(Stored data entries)
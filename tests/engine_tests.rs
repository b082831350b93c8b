// tests/engine_tests.rs

use aipl::{ArgumentMap, EvalError, ParseErrorKind, Value};
use test_utils::*;

#[cfg(test)]
mod history_tests {
    use super::*;
    use pretty_assertions::assert_eq;

    #[test]
    fn test_literal_line_is_recorded_verbatim() {
        assert_eq!(history_of("  hello world  \n[1, 2]"), vec![
            Value::from("hello world"),
            Value::from("[1, 2]"),
        ]);
    }

    #[test]
    fn test_blank_and_comment_lines_repeat_last_result() {
        let history = history_of("hello\n# a note\n\n   ");
        assert_eq!(history, vec![Value::from("hello"); 4]);
    }

    #[test]
    fn test_leading_blank_line_records_none() {
        assert_eq!(history_of("\nhi"), vec![Value::None, Value::from("hi")]);
    }

    #[test]
    fn test_result_references() {
        let mut interp = interpreter(&[]);
        let result = interp
            .run_script("a\nb\n!format fmt=\"<{}>\" $0\n!format fmt=\"<{}>\" $-2")
            .unwrap();
        assert_eq!(result, Value::from("<b>"));
        assert_eq!(interp.history().get(2).unwrap(), &Value::from("<a>"));
    }

    #[test]
    fn test_reference_to_current_or_later_line_fails() {
        let error = run_err("a\n!print $1");
        assert_eq!(error.line, 2);
        assert_eq!(error.error, EvalError::InvalidResultReference(1));

        let error = run_err("a\n!print $-2");
        assert_eq!(error.error, EvalError::InvalidResultReference(-2));
    }

    #[test]
    fn test_failed_line_appends_nothing() {
        let mut interp = interpreter(&[]);
        interp.process_line("hello").unwrap();
        assert_eq!(
            interp.process_line("!frobnicate").unwrap_err(),
            EvalError::UnknownOperator("frobnicate".to_string())
        );
        assert_eq!(interp.history().len(), 1);

        // The next line still sees "hello" as its implicit value.
        assert_eq!(interp.process_line("!format fmt=\"[{}]\"").unwrap(), &Value::from("[hello]"));
    }
}

#[cfg(test)]
mod scenario_tests {
    use super::*;
    use pretty_assertions::assert_eq;

    #[test]
    fn test_join_then_print() {
        let mut interp = interpreter(&[]);
        let result = interp.run_script("!join v=[\"a\",\"b\",\"c\"] sep=\"-\"\n!print").unwrap();
        assert_eq!(result, Value::from("a-b-c"));
        assert_eq!(interp.console().output(), &["a-b-c".to_string()]);
    }

    #[test]
    fn test_input_then_format() {
        let mut interp = interpreter(&["5"]);
        let result = interp.run_script("!input prompt=\"x\"\n!format fmt=\"n={}\"").unwrap();
        assert_eq!(result, Value::from("n=5"));
        assert_eq!(interp.console().prompts(), &["x".to_string()]);
    }

    #[test]
    fn test_input_then_format_by_reference() {
        let mut interp = interpreter(&["5"]);
        let result = interp
            .run_script("!input prompt=\"x\"\nhello\n!format $0 fmt=\"n={}\"")
            .unwrap();
        assert_eq!(result, Value::from("n=5"));
        assert_eq!(interp.history().len(), 3);
    }

    #[test]
    fn test_split_map_sum() {
        let mut interp = interpreter(&["1,2,3"]);
        let script = "!input prompt=\"numbers: \"\n,\n!split v=$0 sep=$1 |> map op=\"int\" |> sum";
        assert_eq!(interp.run_script(script).unwrap(), Value::Int(6));
    }

    #[test]
    fn test_inspect_shorthand() {
        let mut interp = interpreter(&[]);
        let result = interp.run_script("?sum").unwrap();
        let expected = "sum(v: list) arity=1 rank=column->scalar";
        assert_eq!(result, Value::from(expected));
        assert_eq!(interp.console().output(), &[expected.to_string()]);
    }

    #[test]
    fn test_unknown_operator_reports_line() {
        let error = run_err("hello\n!frobnicate");
        assert_eq!(error.line, 2);
        assert_eq!(error.to_string(), "line 2: Unknown operator: 'frobnicate'");
    }

    #[test]
    fn test_parse_error_runs_nothing() {
        let mut interp = interpreter(&[]);
        let error = interp.run_script("!print hi |> print v=[1,").unwrap_err();
        match error.error {
            EvalError::Parse(e) => assert_eq!(e.kind, ParseErrorKind::UnbalancedBracket),
            other => panic!("expected a parse error, got {:?}", other),
        }
        assert!(interp.console().output().is_empty());
        assert!(interp.history().is_empty());
    }

    #[test]
    fn test_print_without_input_is_arity_mismatch() {
        assert_eq!(
            run_err("!print").error,
            EvalError::ArityMismatch { operator: "print".to_string(), expected: 1, got: 0 }
        );
    }

    #[test]
    fn test_apply_leaves_history_alone() {
        let mut interp = interpreter(&[]);
        let joined = interp
            .apply("join", ArgumentMap::new().named("sep", "+"), Some(strs(&["a", "b"])))
            .unwrap();
        assert_eq!(joined, Value::from("a+b"));
        assert!(interp.history().is_empty());
    }
}
impl Driver {
    pub fn new() -> Self {
        let mut string_table = [0u8; 256];
        for (n, slot) in string_table.iter_mut().enumerate() {
            *slot = n as u8;
        }
        Driver {
            phase: Phase::Analyze,
            strict: false,
            frames: vec![Frame::new(0, false)],
            scope: Scope::new(),
            constants: HashMap::new(),
            last_label_counter: 1,
            next_label_counter: 1,
            origin: 0,
            base: 0,
            endian: Endian::Lsb,
            output: Vec::new(),
            active_location: None,
            program: Vec::new(),
            source_filenames: Vec::new(),
            blocks: Vec::new(),
            conditionals: Vec::new(),
            macro_invocation_counter: 0,
            queue: Vec::new(),
            string_table,
            output_path: None,
            architecture: Box::new(NoneArchitecture),
            initial_defines: Vec::new(),
        }
    }

    /// Resets everything `execute()` re-initializes at the start of a fresh pass,
    /// matching `Bass::initialize`.
    pub fn initialize(&mut self) {
        self.queue.clear();
        self.scope = Scope::new();
        for (n, slot) in self.string_table.iter_mut().enumerate() {
            *slot = n as u8;
        }
        self.endian = Endian::Lsb;
        self.origin = 0;
        self.base = 0;
        self.last_label_counter = 1;
        self.next_label_counter = 1;
    }

    /// Current program-counter value as seen by `pc()` inside expressions.
    pub fn pc(&self) -> i64 {
        self.origin + self.base
    }

    /// Moves the output cursor to an absolute position. Callers always pass the
    /// `origin` they just set, so this is mostly an assertion of that invariant;
    /// kept as its own method since `dequeue origin`/`dequeue pc` restore a cursor
    /// that didn't come from a plain assignment.
    pub fn seek(&mut self, offset: i64) {
        self.origin = offset;
    }

    /// Emits `length` low bytes of `data` at the current cursor in `self.endian`
    /// order during `Write`; always advances `origin` so `Query` tracks addresses
    /// without producing output.
    pub fn write(&mut self, data: u64, length: u32) {
        if self.phase == Phase::Write {
            let cursor = self.origin.max(0) as usize;
            let len = length as usize;
            if cursor + len > self.output.len() {
                self.output.resize(cursor + len, 0);
            }
            // Truncates to the low `len` bytes rather than rejecting an out-of-range
            // `data`, matching `Bass::write`'s `fputc(data >> n * 8, ...)` loop.
            let truncated = if len >= 8 { data } else { data & ((1u64 << (len * 8)) - 1) };
            let slice = &mut self.output[cursor..cursor + len];
            match self.endian {
                Endian::Lsb => LittleEndian::write_uint(slice, truncated, len),
                Endian::Msb => BigEndian::write_uint(slice, truncated, len),
            }
        }
        self.origin += length as i64;
    }

    pub fn push_inline_frame(&mut self) {
        self.frames.push(Frame::new(0, true));
    }

    pub fn pop_frame(&mut self) {
        self.frames.pop();
    }

    pub fn find_constant(&self, name: &str) -> Option<i64> {
        for key in self.scope.lookup_keys(name) {
            if let Some(value) = self.constants.get(&key) {
                return Some(*value);
            }
        }
        None
    }

    /// Declares a constant at the current scope. A name already bound in the
    /// Query phase is fatal (constants are immutable once the address-resolution
    /// pass has fixed them); a later phase re-declaring the same name overwrites
    /// it without comparison, matching `Bass::setConstant` exactly (the "values
    /// must agree between query and write" invariant of `spec.md` §3 is a property
    /// to test for, not one this method enforces at runtime).
    pub fn set_constant(&mut self, name: &str, value: i64) -> Result<()> {
        if !validate_identifier(name) {
            return self.fatal(format!("invalid constant identifier: {name}"));
        }
        let key = self.scope.qualify(name);
        if self.constants.contains_key(&key) && self.phase == Phase::Query {
            return self.fatal(format!("constant cannot be modified: {key}"));
        }
        self.constants.insert(key, value);
        Ok(())
    }

    fn current_location(&self) -> Option<Location> {
        self.active_location.clone()
    }

    /// Prints the error immediately (`kind: message\n<file>:<line>:<block>:
    /// <statement>\n`) and returns it as an `Err`, matching `Bass::error`.
    pub fn fatal<T>(&mut self, message: impl Into<String>) -> Result<T> {
        let diagnostic = Diagnostic::new(Kind::Error, message, self.current_location());
        eprint!("{diagnostic}");
        Err(diagnostic)
    }

    /// Always prints, matching `Bass::warning`; additionally returns `Err` when
    /// `strict` is set, promoting the warning to a fatal condition.
    pub fn warn(&mut self, message: impl Into<String>) -> Result<()> {
        let diagnostic = Diagnostic::new(Kind::Warning, message, self.current_location());
        eprint!("{diagnostic}");
        if self.strict {
            return Err(diagnostic);
        }
        Ok(())
    }

    pub fn notice(&mut self, message: impl Into<String>) {
        eprint!("{}", Diagnostic::new(Kind::Notice, message, self.current_location()));
    }

    /// Directory the currently executing instruction's source file lives in, used
    /// to resolve `output`/`insert`/`include` paths relative to it rather than the
    /// process's current directory.
    pub fn active_source_directory(&self) -> PathBuf {
        self.active_location
            .as_ref()
            .filter(|location| !location.file.is_empty())
            .and_then(|location| Path::new(&location.file).parent())
            .map(Path::to_path_buf)
            .unwrap_or_default()
    }

    /// Retargets the assembled image to `path` (or closes the current target if
    /// `None`), matching `Bass::target`. Flushes whatever was buffered for the
    /// previous target first. `create` truncates; otherwise an existing file's
    /// bytes are preloaded so writes outside the touched range survive. Failure to
    /// read an existing target is a warning, not a hard error.
    pub fn set_output_target(&mut self, path: Option<PathBuf>, create: bool) -> Result<()> {
        self.flush_output();
        match path {
            None => {
                self.output_path = None;
                self.output = Vec::new();
            }
            Some(path) => {
                let buffer = if create || !path.exists() {
                    Vec::new()
                } else {
                    match std::fs::read(&path) {
                        Ok(bytes) => bytes,
                        Err(_) => {
                            self.warn(format!("unable to open target file: {}", path.display()))?;
                            Vec::new()
                        }
                    }
                };
                self.output_path = Some(path);
                self.output = buffer;
            }
        }
        Ok(())
    }

    fn flush_output(&mut self) {
        if let Some(path) = &self.output_path {
            let _ = std::fs::write(path, &self.output);
        }
    }

    /// Loads `path` (and, recursively, anything it `include`s) into `program`,
    /// matching the CLI-level `Bass::source` entry point.
    pub fn source(&mut self, path: impl AsRef<Path>) -> Result<bool> {
        crate::source::source(self, path)
    }

    /// Seeds a global, parameterless define visible from the very start of every
    /// phase, matching `Bass::define`.
    pub fn define(&mut self, name: impl Into<String>, value: impl Into<String>) {
        self.initial_defines.push((name.into(), value.into()));
    }

    /// Evaluates `value` in `Strict` mode immediately and binds it as a constant.
    /// A value that fails to evaluate is silently dropped — no phase or scope
    /// context exists yet for it to resolve against — matching `Bass::constant`'s
    /// try/catch-and-ignore.
    pub fn constant(&mut self, name: &str, value: &str) {
        if let Ok(value) = self.evaluate(value, Evaluation::Strict) {
            self.constants.insert(name.to_owned(), value);
        }
    }

    /// Runs Analyze, then Query, then Write, matching `Bass::assemble`. Any fatal
    /// diagnostic anywhere aborts the whole call (it has already been printed by
    /// whichever `fatal`/promoted `warn` raised it); the driver is left reset and
    /// reusable for a fresh `assemble()` call afterward.
    pub fn assemble(&mut self, strict: bool) -> bool {
        self.strict = strict;
        self.run_pipeline().is_ok()
    }

    fn run_pipeline(&mut self) -> Result<()> {
        self.phase = Phase::Analyze;
        crate::analyzer::analyze(self)?;

        self.phase = Phase::Query;
        self.architecture = Box::new(NoneArchitecture);
        crate::executor::execute(self)?;

        self.phase = Phase::Write;
        self.architecture = Box::new(NoneArchitecture);
        crate::executor::execute(self)?;

        self.flush_output();
        if self.output_path.is_none() && !std::io::stdout().is_terminal() {
            let _ = std::io::stdout().write_all(&self.output);
        }
        Ok(())
    }
}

Problem to work on: Your answer should consist solely of the lines above from the line with "pub fn find_constant(&self, name: &str)" to the line with "is a property", both included, reproduced exactly.

Answer section:
    pub fn find_constant(&self, name: &str) -> Option<i64> {
        for key in self.scope.lookup_keys(name) {
            if let Some(value) = self.constants.get(&key) {
                return Some(*value);
            }
        }
        None
    }

    /// Declares a constant at the current scope. A name already bound in the
    /// Query phase is fatal (constants are immutable once the address-resolution
    /// pass has fixed them); a later phase re-declaring the same name overwrites
    /// it without comparison, matching `Bass::setConstant` exactly (the "values
    /// must agree between query and write" invariant of `spec.md` §3 is a property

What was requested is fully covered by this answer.